Many affiliate marketing programs prohibit cookie stuffing, considering it fraudulent. It causes retail companies to lose revenue, potentially leading to higher prices for consumers and lost sales for legitimate affiliates. In 2014, Shawn Hogan, a prominent figure in eBay's affiliate program was convicted of wire fraud for engaging in cookie stuffing and received a five-month long federal prison sentence along with a $25,000 fine. [1] However, despite occasional high-profile cases, cookie stuffing remains rare and most users do not encounter it frequently.

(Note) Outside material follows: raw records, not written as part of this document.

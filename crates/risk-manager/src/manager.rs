use std::sync::Arc;

use broker_trait::{AccountBalance, OrderResult};
use news_trading::{TradeAction, TradeDecision};

use crate::clock::{Clock, SystemClock};
use crate::models::*;

/// Daily trading gatekeeper. Counters live in memory and roll over lazily the
/// first time any method runs on a new calendar day.
pub struct RiskManager {
    config: RiskConfig,
    clock: Arc<dyn Clock>,
    daily: DailyStats,
    initial_portfolio_value: Option<f64>,
}

impl RiskManager {
    pub fn new(config: RiskConfig) -> Self {
        Self::with_clock(config, Arc::new(SystemClock))
    }

    pub fn with_clock(config: RiskConfig, clock: Arc<dyn Clock>) -> Self {
        let today = clock.now().date();
        Self {
            config,
            clock,
            daily: DailyStats::new(today),
            initial_portfolio_value: None,
        }
    }

    pub fn config(&self) -> &RiskConfig {
        &self.config
    }

    /// Loss-limit baseline for today. A stale value from a previous day is
    /// dropped first.
    pub fn initial_portfolio_value(&mut self) -> Option<f64> {
        self.ensure_today();
        self.initial_portfolio_value
    }

    /// Baseline for the daily loss limit. Normally set once at the start of the day.
    pub fn set_initial_portfolio_value(&mut self, value: f64) {
        self.initial_portfolio_value = Some(value);
        tracing::info!("Initial portfolio value set: {:.0}", value);
    }

    fn ensure_today(&mut self) {
        let today = self.clock.now().date();
        if self.daily.date != today {
            tracing::info!("New trading day {}, resetting daily stats", today);
            self.daily = DailyStats::new(today);
            self.initial_portfolio_value = None;
        }
    }

    /// Clear the day's counters and the loss-limit baseline.
    pub fn reset_daily(&mut self) {
        self.daily = DailyStats::new(self.clock.now().date());
        self.initial_portfolio_value = None;
        tracing::info!("Daily risk stats reset");
    }

    /// Whether any trade is allowed right now.
    pub fn can_trade(&mut self) -> RiskCheck {
        self.ensure_today();

        if self.daily.trade_count >= self.config.max_trades_per_day {
            return RiskCheck::reject(format!(
                "Daily trade limit reached ({}/{})",
                self.daily.trade_count, self.config.max_trades_per_day
            ));
        }

        if let Some(initial) = self.initial_portfolio_value.filter(|v| *v > 0.0) {
            let loss_rate = self.daily.realized_pnl / initial;
            if loss_rate <= self.config.daily_loss_limit {
                return RiskCheck::reject(format!(
                    "Daily loss limit reached ({:.2}%)",
                    loss_rate * 100.0
                ));
            }
        }

        RiskCheck::ok()
    }

    /// Check a single decision against the current account.
    pub fn validate_order(
        &mut self,
        decision: &TradeDecision,
        balance: &AccountBalance,
    ) -> RiskCheck {
        let check = self.can_trade();
        if !check.allowed {
            return check;
        }

        match decision.action {
            TradeAction::Buy => {
                let unit_price = decision
                    .target_price
                    .unwrap_or(self.config.fallback_unit_price);
                let required = decision.quantity as f64 * unit_price;

                if required > balance.cash {
                    return RiskCheck::reject(format!(
                        "Insufficient cash (need {:.0}, have {:.0})",
                        required, balance.cash
                    ));
                }

                let trade_ratio = required / balance.total_eval_amount.max(1.0);
                if trade_ratio > self.config.max_single_trade_ratio {
                    return RiskCheck::reject(format!(
                        "Single trade ratio {:.1}% exceeds limit {:.1}%",
                        trade_ratio * 100.0,
                        self.config.max_single_trade_ratio * 100.0
                    ));
                }
            }
            TradeAction::Sell => match balance.holding(&decision.stock_code) {
                None => {
                    return RiskCheck::reject(format!("No holding for {}", decision.stock_code));
                }
                Some(holding) if decision.quantity > holding.quantity => {
                    return RiskCheck::reject(format!(
                        "Sell quantity {} exceeds held quantity {}",
                        decision.quantity, holding.quantity
                    ));
                }
                Some(_) => {}
            },
        }

        RiskCheck::ok()
    }

    /// Append an executed trade to the daily ledger. `realized_pnl` only
    /// moves the loss counter when the caller supplies it.
    pub fn record_trade(
        &mut self,
        decision: &TradeDecision,
        order: &OrderResult,
        realized_pnl: Option<f64>,
    ) {
        self.ensure_today();

        let price = order.price.unwrap_or(0.0);
        let total_amount = decision.quantity as f64 * price;
        let timestamp = order
            .executed_at
            .map(|t| t.naive_local())
            .unwrap_or_else(|| self.clock.now());

        self.daily.trades.push(TradeRecord {
            timestamp,
            stock_code: decision.stock_code.clone(),
            action: decision.action,
            quantity: decision.quantity,
            price,
            total_amount,
            realized_pnl,
        });
        self.daily.trade_count += 1;

        match decision.action {
            TradeAction::Buy => {
                self.daily.buy_count += 1;
                self.daily.total_bought += total_amount;
            }
            TradeAction::Sell => {
                self.daily.sell_count += 1;
                self.daily.total_sold += total_amount;
            }
        }

        if let Some(pnl) = realized_pnl {
            self.daily.realized_pnl += pnl;
        }

        tracing::info!(
            "Trade recorded: {} {} x{} @ {:.0} ({}/{} today)",
            decision.action,
            decision.stock_code,
            decision.quantity,
            price,
            self.daily.trade_count,
            self.config.max_trades_per_day
        );
    }

    pub fn daily_stats(&mut self) -> DailyStatsSummary {
        self.ensure_today();
        DailyStatsSummary {
            date: self.daily.date.format("%Y-%m-%d").to_string(),
            trade_count: self.daily.trade_count,
            buy_count: self.daily.buy_count,
            sell_count: self.daily.sell_count,
            total_bought: self.daily.total_bought,
            total_sold: self.daily.total_sold,
            realized_pnl: self.daily.realized_pnl,
            remaining_trades: self
                .config
                .max_trades_per_day
                .saturating_sub(self.daily.trade_count),
        }
    }

    /// Today's trades in execution order.
    pub fn trade_history(&mut self) -> Vec<TradeRecord> {
        self.ensure_today();
        self.daily.trades.clone()
    }
}
use chrono::{NaiveDate, NaiveDateTime};
use news_trading::TradeAction;
use serde::{Deserialize, Serialize};

#[derive(Debug, Clone, Serialize, Deserialize)]
#[serde(default)]
pub struct RiskConfig {
    /// Realized loss, as a fraction of the day's starting value, that halts trading (-0.03 = -3%)
    pub daily_loss_limit: f64,
    pub max_trades_per_day: u32,
    pub max_single_trade_ratio: f64,
    /// Unit price assumed for a BUY without a target price. A rough stand-in:
    /// stocks priced far from it are over- or under-estimated.
    pub fallback_unit_price: f64,
}

impl Default for RiskConfig {
    fn default() -> Self {
        Self {
            daily_loss_limit: -0.03,
            max_trades_per_day: 10,
            max_single_trade_ratio: 0.1,
            fallback_unit_price: 100_000.0,
        }
    }
}

/// One executed trade in the daily ledger.
#[derive(Debug, Clone, PartialEq, Serialize, Deserialize)]
pub struct TradeRecord {
    pub timestamp: NaiveDateTime,
    pub stock_code: String,
    pub action: TradeAction,
    pub quantity: u64,
    pub price: f64,
    pub total_amount: f64,
    pub realized_pnl: Option<f64>,
}

#[derive(Debug, Clone, PartialEq, Serialize, Deserialize)]
pub struct DailyStats {
    pub date: NaiveDate,
    pub trade_count: u32,
    pub buy_count: u32,
    pub sell_count: u32,
    pub total_bought: f64,
    pub total_sold: f64,
    pub realized_pnl: f64,
    pub trades: Vec<TradeRecord>,
}

impl DailyStats {
    pub fn new(date: NaiveDate) -> Self {
        Self {
            date,
            trade_count: 0,
            buy_count: 0,
            sell_count: 0,
            total_bought: 0.0,
            total_sold: 0.0,
            realized_pnl: 0.0,
            trades: Vec::new(),
        }
    }
}

/// Serializable view of the day's counters.
#[derive(Debug, Clone, PartialEq, Serialize, Deserialize)]
pub struct DailyStatsSummary {
    pub date: String,
    pub trade_count: u32,
    pub buy_count: u32,
    pub sell_count: u32,
    pub total_bought: f64,
    pub total_sold: f64,
    pub realized_pnl: f64,
    pub remaining_trades: u32,
}

/// Outcome of a gatekeeping check. A rejection is an ordinary value, not an error.
#[derive(Debug, Clone, PartialEq, Serialize, Deserialize)]
pub struct RiskCheck {
    pub allowed: bool,
    pub reason: String,
}

impl RiskCheck {
    pub fn ok() -> Self {
        Self {
            allowed: true,
            reason: "OK".to_string(),
        }
    }

    pub fn reject(reason: impl Into<String>) -> Self {
        Self {
            allowed: false,
            reason: reason.into(),
        }
    }
}
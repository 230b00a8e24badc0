pub mod aggregator;
pub mod error;
pub mod traits;
pub mod types;

pub use aggregator::KeywordSignalAggregator;
pub use error::*;
pub use traits::*;
pub use types::*;
use chrono::{Local, NaiveDateTime};

/// Wall-clock source used for the daily rollover check.
pub trait Clock: Send + Sync {
    fn now(&self) -> NaiveDateTime;
}

/// Local system time.
#[derive(Debug, Default, Clone, Copy)]
pub struct SystemClock;

impl Clock for SystemClock {
    fn now(&self) -> NaiveDateTime {
        Local::now().naive_local()
    }
}
//! HTTP service for baby profiles, tracker entries, reports and the
//! pregnancy checklist.

pub mod auth;
pub mod config;
pub mod errors;
pub mod routes;
pub mod state;
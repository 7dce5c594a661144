//! Request and response bodies shared by the HTTP service and its client.

use chrono::{DateTime, NaiveDate, Utc};
use serde::{Deserialize, Serialize};

use crate::checklist::ChecklistView;
use crate::model::{BabyProfile, ChecklistRecord, Id};
use crate::report::ReportSection;
use crate::time::TimeRange;

/// Body of `POST /profiles` and `PUT /profiles/{id}`.
#[derive(Debug, Clone, PartialEq, Serialize, Deserialize)]
pub struct ProfileRequest {
    pub name: String,
    pub birthday: NaiveDate,
}

/// A profile as returned to its owner.
#[derive(Debug, Clone, PartialEq, Serialize, Deserialize)]
#[serde(rename_all = "camelCase")]
pub struct ProfileView {
    pub id: Id,
    pub name: String,
    pub birthday: NaiveDate,
    pub created_at: DateTime<Utc>,
    #[serde(default, skip_serializing_if = "Option::is_none")]
    pub updated_at: Option<DateTime<Utc>>,
}

impl From<&BabyProfile> for ProfileView {
    fn from(p: &BabyProfile) -> Self {
        Self {
            id: p.baby_id.clone(),
            name: p.name.clone(),
            birthday: p.birthday,
            created_at: p.created_at,
            updated_at: p.updated_at,
        }
    }
}

/// Acknowledgement returned by every DELETE.
#[derive(Debug, Clone, PartialEq, Serialize, Deserialize)]
#[serde(rename_all = "camelCase")]
pub struct DeleteResponse {
    pub deleted: bool,
    pub id: Id,
    /// Tracker entries removed along with a profile.
    #[serde(default, skip_serializing_if = "Option::is_none")]
    pub removed_entries: Option<usize>,
}

#[derive(Debug, Clone, PartialEq, Serialize, Deserialize)]
#[serde(rename_all = "camelCase")]
pub struct ReportResponse {
    pub profile_id: Id,
    pub time_range: TimeRange,
    pub generated_at: DateTime<Utc>,
    pub reports: Vec<ReportSection>,
}

#[derive(Debug, Clone, PartialEq, Serialize, Deserialize)]
#[serde(rename_all = "camelCase")]
pub struct ChecklistResponse {
    /// Gestational week, while the profile's due date is ahead.
    #[serde(default, skip_serializing_if = "Option::is_none")]
    pub current_week: Option<u32>,
    pub items: Vec<ChecklistView>,
}

/// Body of `POST /checklist`.
#[derive(Debug, Clone, PartialEq, Serialize, Deserialize)]
#[serde(rename_all = "camelCase")]
pub struct CustomItemRequest {
    pub profile_id: Id,
    pub week: u32,
    pub title: String,
    #[serde(default, skip_serializing_if = "Option::is_none")]
    pub description: Option<String>,
}

/// Body of `PUT /checklist/status/{itemId}`.
#[derive(Debug, Clone, Copy, PartialEq, Eq, Serialize, Deserialize)]
pub struct StatusRequest {
    pub completed: bool,
}

#[derive(Debug, Clone, PartialEq, Serialize, Deserialize)]
#[serde(rename_all = "camelCase")]
pub struct StatusView {
    pub item_id: Id,
    pub completed: bool,
    pub updated_at: DateTime<Utc>,
}

impl From<&ChecklistRecord> for StatusView {
    fn from(r: &ChecklistRecord) -> Self {
        Self {
            item_id: r.item_id.clone(),
            completed: r.completed,
            updated_at: r.updated_at,
        }
    }
}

Affiliate marketing is a strategy employed by online giants like GoDaddy, Amazon, and eBay to amplify website traffic. [2] In the framework, third-party entities, or affiliates, receive compensation for promoting the retailer's products, aiming to draw in a more targeted audience and increase sales of products. The entry barrier for affiliates is very low, making affiliate marketing an accessible revenue model for those establishing a website without significant assets or brand recognition. The compensation model for affiliate marketing is predominantly performance-based, operating on a cost-per-sale structure where affiliates are paid only upon the successful purchase of the advertised product. [3] This compensation model serves as a safeguard against potential fraud as it only requires a payment after a confirmed sale. [4] The advantage of affiliate marketing lies in this perceived reduction of fraud risk compared to alternative advertising models. The efficacy of this risk reduction however, hinges on the affiliate's ability to robustly track sales. [5] In reality, tracking by affiliates often falls short, paving the way for deceptive practices such as cookie stuffing. [6] [5]
Retailers use third-party cookies to track purchases driven by affiliates. Affiliates place advertisements on their website that contain specially crafted URLs. When users click on the link, a cookie is stored on the user's browser. Later, if the user continues with a purchase from the retailer, the merchant reads this cookie to identify which affiliate will receive a commission for the sale. [7]
Cookie stuffing works by tricking the browser into setting this cookie without the user clicking an affiliate link. Cookie stuffing can be done by embedding web pages in other web pages or via ads that open in separate windows without the user's knowledge. Later, if the user happens to purchase a product on that retailer's website, the retailer will pay a commission for the sale due to the presence of the cookie, even though the affiliate did not drive a sale. [8] [9]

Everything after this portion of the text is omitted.